Death Records, un nom bien funèbre qui dénonce la brutalité et la sauvagerie avec laquelle le système, contrôlé par des arrivistes cyniques, dénués de goût et de tout sens moral, détruit les artistes et leurs travaux, leurs créations, en mutilant non seulement leurs oeuvres mais aussi les personnes dans leur chair et leur âme. Swan incarne le système : c’est lui qui décide des modes, de ce qui doit marcher ou pas. Son label symbolise on ne peut plus clairement la mise à mort de ceux qui travaillent pour lui. Par ailleurs, ce n’est pas pour rien que l’on retrouve les mêmes comédiens (Peter Elbling, Archie Hahn et Jeffrey Comanor) pour incarner les différents groupes de Swan : The Juicy Fruits, The Beach Bums et The Undeads. On se moque des artistes. Ils n’ont aucune importance. Ils ne sont plus rien, n’ont plus de personnalité. Ils sont interchangeables. C’est la mort de la création, de l’inventivité, de la singularité.

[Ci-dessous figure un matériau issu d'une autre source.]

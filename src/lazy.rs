//! Build-once holder for enumerations defined in statics.
//!
//! A [`LazyEnumeration`] runs its initializer on first use. Concurrent first
//! use from several threads runs the initializer at most once and every
//! reader observes either no enumeration or the complete one.
//!
//! # Example
//!
//! ```
//! use std::sync::Arc;
//! use enumkit::{Counter, EnumBuilder, Enumeration, LazyEnumeration, Result};
//!
//! fn weekday() -> Result<Arc<Enumeration<u8>>> {
//!     let mut builder = EnumBuilder::new("LazyDocWeekday", Counter::from_one());
//!     builder.declare_all(["monday", "tuesday", "wednesday"])?;
//!     builder.define()
//! }
//!
//! static WEEKDAY: LazyEnumeration<u8> = LazyEnumeration::new(weekday);
//!
//! # fn main() -> Result<()> {
//! assert_eq!(WEEKDAY.get()?.get_by_name("tuesday")?.value(), &2);
//! # Ok(())
//! # }
//! ```

use crate::{EnumValue, Enumeration, Result};
use once_cell::sync::OnceCell;
use std::sync::Arc;

/// Initializer of a [`LazyEnumeration`].
pub type Init<V> = fn() -> Result<Arc<Enumeration<V>>>;

/// Enumeration built on first access.
pub struct LazyEnumeration<V> {
    cell: OnceCell<Arc<Enumeration<V>>>,
    init: Init<V>,
}

impl<V: EnumValue> LazyEnumeration<V> {
    /// Create a holder that will call `init` on first access.
    pub const fn new(init: Init<V>) -> Self {
        Self {
            cell: OnceCell::new(),
            init,
        }
    }

    /// Get the enumeration, building it if this is the first access.
    ///
    /// # Errors
    ///
    /// Returns the initializer's error. The holder stays empty, so the next
    /// access runs the initializer again.
    pub fn get(&self) -> Result<&Arc<Enumeration<V>>> {
        self.cell.get_or_try_init(self.init)
    }

    /// Whether the enumeration has been built.
    pub fn is_initialized(&self) -> bool {
        self.cell.get().is_some()
    }
}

Le travail de Winslow intéresse Swan mais ce dernier veut en faire sa chose, le dénaturer, lui ôter son originalité, le vider de son sens afin d’en faire un vulgaire produit de consommation pour les masses. Un vulgaire produit; un produit vulgaire. Lors de la séquence de l’audition pour la cantate qui marque la rencontre entre Winslow Leach, le compositeur victime et Phoenix (Jessica Harper), sa future muse, De Palma va jusqu’à comparer l’immeuble du siège de la société à une maison close. Une autre sublime séquence de casting où l’on observe défiler les différentes icônes, les différents courants et modes musicaux, vient parfaitement traduire cette récupération des artistes et de leurs œuvres afin de les dévitaliser de toute leur originalité artistique. En signant le contrat que lui offre Swan de son sang, Winslow Leach scelle la destinée de son âme à celle du producteur assoiffé de pouvoir. Swan est une sorte de vampire. La société de consommation capitaliste représente le Diable. Swan a signé un pacte avec ce dernier et Winslow passe de compositeur talentueux à victime du système. On lui volera son oeuvre, son avenir, sa vie. Winslow sera exploité, trompé, volé, condamné, emprisonné à Sing Sing, édenté (il perd sa voix à Sing Sing !), puis, après s’être évadé, accidentellement défiguré par la presse à disques de Death Records qui moule le disque des Juicy Fruits interprétant sa chanson. Une véritable idée de génie qui symbolise et matérialise dans le même temps, la métaphore du sort funeste que subit Winslow, identique à celui de son oeuvre. Winslow Leach est mort ! Le Phantom est né ! Dans cette scène charnière, De Palma fait disparaître le personnage de Winslow du film avec tout ce qu’il incarne (l’innocence, l’intégrité,…). Présenté comme une « erreur », une anomalie dans ce monde corrompu, Winslow va être récupéré, littéralement absorbé par ce dernier. C’est par la violence, le terrorisme, qu’il va combattre le système. Le personnage monstrueux que le système va faire de lui, le « Phantom », interroge sur la place de l’artiste dans notre société consumériste.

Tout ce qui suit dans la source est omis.